Tout comme le jeu « White Lady », ce jeu de Lilith a pris comme titre le nom de son héroïne malgré elle. Ce titre est en fait l’histoire de deux entraînements parallèles : la reine d’un côté, Lilia de l’autre. Cependant, c’est un autre sinistre personnage qui s’occupe de la première, et vous ne la verrez que de loin en loin, lors d’événements obligatoires qui vous montreront son avancement dans sa nouvelle vie. Votre sujet à vous reste donc Lilia, rapidement dépouillée de sa tenue habituelle pour s’en voir attribuée une nouvelle bien plus aérée, surtout aux endroits sensibles. Le rythme du jeu est assez bien équilibré : chaque jour, vous pouvez faire une séance d’entraînement d’un domaine particulier parmi un nombre de choix hélas plutôt limité.

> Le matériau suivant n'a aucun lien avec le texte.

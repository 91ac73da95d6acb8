//! Reusable UI component modules.
//!
//! SYSTEM CONTEXT
//! ==============
//! Components render the diagram, the info panel and the view controls from
//! signals owned by the page; they never hold panel state themselves.

pub mod diagram_view;
pub mod explainer_frame;
pub mod info_panel;
pub mod view_switcher;
//! Panel binder state machine.
//!
//! States are "no selection" and "selected(key)". Every activation moves to
//! `selected(key)` when the registry has a record for `key`, from any state;
//! otherwise the state is left untouched. There is no terminal state.

#[cfg(test)]
#[path = "panel_test.rs"]
mod panel_test;

use content::{ContentRegistry, NodeKey};

/// Which identifier the panel currently shows, if any.
#[derive(Clone, Copy, Debug, PartialEq, Eq)]
pub struct PanelState<K> {
    pub active: Option<K>,
}

impl<K> Default for PanelState<K> {
    fn default() -> Self {
        Self { active: None }
    }
}

impl<K: NodeKey> PanelState<K> {
    /// Initial state with `default` auto-activated, as on page load.
    #[must_use]
    pub fn with_default(default: K, registry: &ContentRegistry<K>) -> Self {
        reduce(Self::default(), Activation(default), registry)
    }
}

/// A pointer or keyboard activation of the element tagged with `K`.
#[derive(Clone, Copy, Debug, PartialEq, Eq)]
pub struct Activation<K>(pub K);

impl<K: NodeKey> Activation<K> {
    /// Parse the tag carried by a DOM element. `None` for unknown tags.
    #[must_use]
    pub fn from_tag(tag: &str) -> Option<Self> {
        K::from_tag(tag).map(Self)
    }
}

/// Apply one activation.
#[must_use]
pub fn reduce<K: NodeKey>(state: PanelState<K>, activation: Activation<K>, registry: &ContentRegistry<K>) -> PanelState<K> {
    let Activation(key) = activation;
    if registry.contains(key) {
        PanelState { active: Some(key) }
    } else {
        state
    }
}

/// Apply an activation straight from a DOM tag. Unknown tags are a no-op.
#[must_use]
pub fn activate_tag<K: NodeKey>(state: PanelState<K>, tag: &str, registry: &ContentRegistry<K>) -> PanelState<K> {
    match Activation::from_tag(tag) {
        Some(activation) => reduce(state, activation, registry),
        None => state,
    }
}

Au fur et à mesure, selon vos choix, Lilia va avancer dans deux caractéristiques qui vont débloquer certaines des activités « supérieures ». Ce qui gâche la surprise, c’est que le tableau total est connu dès le départ, il n’y a donc pas d’incertitude quant au nombre total d’activités, et le plaisir de la découverte peut s’en ressentir. La dernière nuit de chaque semaine, vous aurez accès à un nouveau tableau présentant un choix de scènes uniques « hors entraînement ». Lilia devra bien entendu avoir atteint des chiffres précis dans les deux caractéristiques pour que vous puissiez choisir certaines de ces scènes. Selon la difficulté à les obtenir, ces scènes font monter une troisième et dernière jauge sur 100, qui déclenchera elle-même un événement très particulier qui est peut-être le seul moyen d’avoir une « bonne » fin autre que votre mort. Hé oui, tout comme dans « White Lady », l’entraînement est votre mission, et tout résultat insuffisant sera payé très cher. En ce qui concerne l’ensemble des scènes, tout tourne autour de l’humiliation/viol/tentaculaire et autres sévices habituels, le tout décrit dans un style graphique plutôt agréable à l’oeil, dans des teintes assez ternes. Pas une seule once de douceur, de tendresse, ou de couleur vive, et même si l’ambiance générale n’est quand même pas aussi malsaine ou lourde que dans Pigeon Blood (peut-être parce que le cadre médiéval-fantastique rend la torture plus « naturelle » que dans un cadre moderne), il n’en reste pas moins que ce titre est à proscrire pour ceux qui recherchent du sentiment…

DÉTAILS

  • Support : 1 CD (320 MO pour la Complete Edition)
  • Os : Win XP
  • Censure : OUI (Pixellisation)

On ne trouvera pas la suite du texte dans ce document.